BMW has spent nearly seven years preparing for Neue Klasse. Not as a mid-cycle correction or a marketing exercise, but as a wholesale rethinking of how the company builds cars. Architecture, software, production, performance philosophy. This is the future BMW has been aligning around with unusual patience and discipline.

Which makes the timing of BMW M’s electric pivot especially interesting.

As EVs have matured, they have also converged. For most buyers, electric vehicles are now defined less by excitement and more by efficiency, incentives, and daily usability. They are quiet, fast enough, increasingly similar, and increasingly treated like appliances. That reality sits uncomfortably close to a brand whose performance division has always traded on emotion, feedback, and character.

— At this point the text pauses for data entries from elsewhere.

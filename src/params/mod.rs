pub mod profiles;

use serde::{Deserialize, Serialize};
use std::collections::BTreeMap;
use std::fmt;
use std::str::FromStr;

use crate::error::EngineError;

/// Inclusive `[min, max]` band; serialized as a two-element array.
#[derive(Debug, Serialize, Deserialize, Clone, Copy, PartialEq)]
pub struct Range(pub f64, pub f64);

impl Range {
    pub fn new(min: f64, max: f64) -> Self {
        Range(min, max)
    }

    pub fn min(&self) -> f64 {
        self.0
    }

    pub fn max(&self) -> f64 {
        self.1
    }

    pub fn width(&self) -> f64 {
        (self.1 - self.0).max(0.0)
    }

    pub fn midpoint(&self) -> f64 {
        (self.0 + self.1) / 2.0
    }

    /// Membership test with an absolute slack on both ends.
    pub fn contains_within(&self, value: f64, slack: f64) -> bool {
        value >= self.0 - slack && value <= self.1 + slack
    }

    /// Both ends finite and `min <= max`.
    pub fn is_well_formed(&self) -> bool {
        self.0.is_finite() && self.1.is_finite() && self.0 <= self.1
    }

    /// Distance from the nearest bound; zero inside the band.
    pub fn distance(&self, value: f64) -> f64 {
        if value < self.0 {
            self.0 - value
        } else if value > self.1 {
            value - self.1
        } else {
            0.0
        }
    }
}

#[derive(Debug, Serialize, Deserialize, Clone, Copy, PartialEq, Eq, Hash, PartialOrd, Ord)]
#[serde(rename_all = "snake_case")]
pub enum ProductType {
    IceCream,
    GelatoWhite,
    GelatoFinished,
    FruitGelato,
    Sorbet,
}

impl ProductType {
    pub const ALL: [ProductType; 5] = [
        ProductType::IceCream,
        ProductType::GelatoWhite,
        ProductType::GelatoFinished,
        ProductType::FruitGelato,
        ProductType::Sorbet,
    ];

    pub fn as_str(&self) -> &'static str {
        match self {
            ProductType::IceCream => "ice_cream",
            ProductType::GelatoWhite => "gelato_white",
            ProductType::GelatoFinished => "gelato_finished",
            ProductType::FruitGelato => "fruit_gelato",
            ProductType::Sorbet => "sorbet",
        }
    }
}

impl fmt::Display for ProductType {
    fn fmt(&self, f: &mut fmt::Formatter<'_>) -> fmt::Result {
        f.write_str(self.as_str())
    }
}

impl FromStr for ProductType {
    type Err = EngineError;

    fn from_str(s: &str) -> Result<Self, Self::Err> {
        let normalized = s.trim().to_ascii_lowercase().replace(['-', ' '], "_");
        match normalized.as_str() {
            "ice_cream" => Ok(ProductType::IceCream),
            "gelato_white" | "gelato" => Ok(ProductType::GelatoWhite),
            "gelato_finished" => Ok(ProductType::GelatoFinished),
            "fruit_gelato" | "gelato_fruit" => Ok(ProductType::FruitGelato),
            "sorbet" => Ok(ProductType::Sorbet),
            _ => Err(EngineError::UnsupportedProductType(s.to_string())),
        }
    }
}

/// A checked metric axis. The first six are hard-gate dimensions, listed in
/// the order the balancer corrects them.
#[derive(Debug, Serialize, Deserialize, Clone, Copy, PartialEq, Eq, Hash, PartialOrd, Ord)]
#[serde(rename_all = "camelCase")]
pub enum Dimension {
    Ts,
    Fat,
    Sugars,
    Msnf,
    Sp,
    Pac,
    Stabilizer,
    FruitPct,
}

impl Dimension {
    pub const HARD: [Dimension; 6] = [
        Dimension::Ts,
        Dimension::Fat,
        Dimension::Sugars,
        Dimension::Msnf,
        Dimension::Sp,
        Dimension::Pac,
    ];

    pub const ADVISORY: [Dimension; 2] = [Dimension::Stabilizer, Dimension::FruitPct];

    pub fn is_hard(&self) -> bool {
        !matches!(self, Dimension::Stabilizer | Dimension::FruitPct)
    }

    pub fn all() -> impl Iterator<Item = Dimension> {
        Self::HARD.into_iter().chain(Self::ADVISORY)
    }

    pub fn label(&self) -> &'static str {
        match self {
            Dimension::Ts => "total solids",
            Dimension::Fat => "fat",
            Dimension::Sugars => "sugars",
            Dimension::Msnf => "MSNF",
            Dimension::Sp => "SP",
            Dimension::Pac => "PAC",
            Dimension::Stabilizer => "stabilizer",
            Dimension::FruitPct => "fruit",
        }
    }
}

/// Target bands for one product type. A missing band means the dimension is
/// not checked for that product.
#[derive(Debug, Serialize, Deserialize, Clone, Default, PartialEq)]
#[serde(rename_all = "camelCase")]
pub struct ProductBands {
    #[serde(default, skip_serializing_if = "Option::is_none")]
    pub ts: Option<Range>,
    #[serde(default, skip_serializing_if = "Option::is_none")]
    pub fat: Option<Range>,
    #[serde(default, alias = "sugar", skip_serializing_if = "Option::is_none")]
    pub sugars: Option<Range>,
    #[serde(default, skip_serializing_if = "Option::is_none")]
    pub msnf: Option<Range>,
    #[serde(default, skip_serializing_if = "Option::is_none")]
    pub sp: Option<Range>,
    #[serde(default, skip_serializing_if = "Option::is_none")]
    pub pac: Option<Range>,
    #[serde(default, skip_serializing_if = "Option::is_none")]
    pub stabilizer: Option<Range>,
    #[serde(default, skip_serializing_if = "Option::is_none")]
    pub fruit_pct: Option<Range>,
}

impl ProductBands {
    pub fn band(&self, dimension: Dimension) -> Option<Range> {
        match dimension {
            Dimension::Ts => self.ts,
            Dimension::Fat => self.fat,
            Dimension::Sugars => self.sugars,
            Dimension::Msnf => self.msnf,
            Dimension::Sp => self.sp,
            Dimension::Pac => self.pac,
            Dimension::Stabilizer => self.stabilizer,
            Dimension::FruitPct => self.fruit_pct,
        }
    }

    /// First dimension whose band is inverted or not finite.
    pub fn malformed(&self) -> Option<(Dimension, Range)> {
        Dimension::all().find_map(|d| self.band(d).filter(|r| !r.is_well_formed()).map(|r| (d, r)))
    }
}

#[derive(Debug, Serialize, Deserialize, Clone, Copy, PartialEq)]
pub struct SugarCoeff {
    pub sp: f64,
    pub pac: f64,
}

impl SugarCoeff {
    pub const SUCROSE: SugarCoeff = SugarCoeff { sp: 1.0, pac: 1.0 };
}

pub type SugarCoeffs = BTreeMap<String, SugarCoeff>;

/// Process bands. Advisory only; the balancer ignores them.
#[derive(Debug, Serialize, Deserialize, Clone, Default, PartialEq)]
#[serde(rename_all = "camelCase")]
pub struct ProcessTargets {
    #[serde(default, skip_serializing_if = "Option::is_none")]
    pub entry_temp_c: Option<Range>,
    #[serde(default, skip_serializing_if = "Option::is_none")]
    pub draw_temp_c: Option<Range>,
    #[serde(default, skip_serializing_if = "Option::is_none")]
    pub serve_temp_c: Option<Range>,
    #[serde(default, skip_serializing_if = "Option::is_none")]
    pub store_temp_c: Option<Range>,
    #[serde(default, skip_serializing_if = "Option::is_none")]
    pub overrun_pct: Option<Range>,
}

#[derive(Debug, Serialize, Deserialize, Clone, Copy, PartialEq, Eq, Default)]
#[serde(rename_all = "snake_case")]
pub enum ProfileStyle {
    #[default]
    Artisan,
    Science,
}

#[derive(Debug, Serialize, Deserialize, Clone, Default, PartialEq)]
#[serde(rename_all = "camelCase")]
pub struct ParameterSet {
    pub id: String,
    #[serde(default)]
    pub name: String,
    pub version: String,
    #[serde(default)]
    pub style: ProfileStyle,
    #[serde(default)]
    pub bands: BTreeMap<ProductType, ProductBands>,
    #[serde(default)]
    pub sugar: SugarCoeffs,
    #[serde(default, skip_serializing_if = "Option::is_none")]
    pub process: Option<ProcessTargets>,
    /// Share of MSNF that is lactose. When set, lactose contributes to SP and
    /// PAC through the `lactose` entry of the sugar table.
    #[serde(default, skip_serializing_if = "Option::is_none")]
    pub lactose_fraction: Option<f64>,
    #[serde(default, skip_serializing_if = "Vec::is_empty")]
    pub notes: Vec<String>,
}

impl ParameterSet {
    /// Rejects bands that can never pass (inverted or non-finite).
    pub fn validate(&self) -> Result<(), EngineError> {
        for (product, bands) in &self.bands {
            if let Some((dimension, range)) = bands.malformed() {
                return Err(EngineError::Profile(format!(
                    "profile '{}': {} band for {} is malformed ([{}, {}])",
                    self.id,
                    dimension.label(),
                    product,
                    range.min(),
                    range.max()
                )));
            }
        }
        if let Some(fraction) = self.lactose_fraction {
            if !(0.0..=1.0).contains(&fraction) {
                return Err(EngineError::Profile(format!(
                    "profile '{}': lactoseFraction must be within [0, 1], got {}",
                    self.id, fraction
                )));
            }
        }
        Ok(())
    }
}

/// Where an effective parameter snapshot came from. Passed through to every
/// report untouched.
#[derive(Debug, Serialize, Deserialize, Clone, Default, PartialEq, Eq)]
#[serde(rename_all = "camelCase")]
pub struct Provenance {
    pub base_version: String,
    pub profile_id: String,
    pub profile_version: String,
    #[serde(default, skip_serializing_if = "Option::is_none")]
    pub overrides_hash: Option<String>,
}

/// Immutable, fully merged parameter snapshot handed to every engine call.
#[derive(Debug, Serialize, Deserialize, Clone, Default, PartialEq)]
#[serde(rename_all = "camelCase")]
pub struct EffectiveParameters {
    #[serde(flatten)]
    pub parameters: ParameterSet,
    pub source: Provenance,
}

impl EffectiveParameters {
    /// Wraps a parameter set with provenance pointing at itself.
    pub fn from_parameter_set(parameters: ParameterSet) -> Self {
        let source = Provenance {
            base_version: profiles::BASE_VERSION.to_string(),
            profile_id: parameters.id.clone(),
            profile_version: parameters.version.clone(),
            overrides_hash: None,
        };
        EffectiveParameters { parameters, source }
    }

    pub fn bands_for(&self, product_type: ProductType) -> Option<&ProductBands> {
        self.parameters.bands.get(&product_type)
    }

    pub fn sugar_coeff(&self, sugar_type: &str) -> Option<SugarCoeff> {
        self.parameters.sugar.get(sugar_type).copied()
    }

    pub fn sugar_coeffs(&self) -> &SugarCoeffs {
        &self.parameters.sugar
    }
}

BMW recently confirmed that fully electric M models will arrive from 2027, promising to translate the “Ultimate Driving Machine” into an electric form. The ambition is clear. The question is whether the market is ready to meet it with anything more than polite interest.

Oliver Zipse may want to compare notes with Oliver Blume, who has already seen how difficult the high-performance EV conversation can be at scale through Porsche. Early enthusiasm has given way to a more sober reality, where even excellent electric sports sedans struggle to maintain momentum once novelty fades.

That tension is not isolated to one brand.

Last week, ZF Friedrichshafen publicly acknowledged it has agreed with automakers to terminate multiple electric-mobility projects ahead of schedule because demand has failed to ramp as expected. The decision carries real weight. ZF employs roughly 160,000 people globally, generates over €40 billion in annual revenue, and sits at the center of the European supplier ecosystem. The move will result in up to €1.7 billion in restructuring and impairment charges, pushing the company toward an annual loss tied directly to slower EV adoption.

Against that backdrop, BMW’s confidence in electric M cars becomes both bold and risky. Neue Klasse gives BMW tools it has never had before: computing power measured in orders of magnitude, electric torque control beyond the limits of combustion physics, and chassis systems capable of reacting faster than human perception. In theory, these are exactly the ingredients needed to redefine performance.

The problem is that redefining performance is not the same as redefining desire.

BMW could very plausibly build an electric M3 that out-accelerates, out-handles, and out-performs every M car that came before it. It could set internal benchmarks no previous generation could approach. But technical superiority alone no longer guarantees cultural relevance, especially in a segment where straight-line speed has been commoditized.

What BMW M is really being asked to do is harder than going electric. It must convince enthusiasts that engagement can exist without noise, that character can be programmed without feeling synthetic, and that performance can still feel personal in a medium defined by silence and sameness.

Neue Klasse will answer many questions about BMW’s future. The electric M car will answer a more uncomfortable one.

Not whether BMW can make an electric performance car. But whether anyone will still be listening when it does.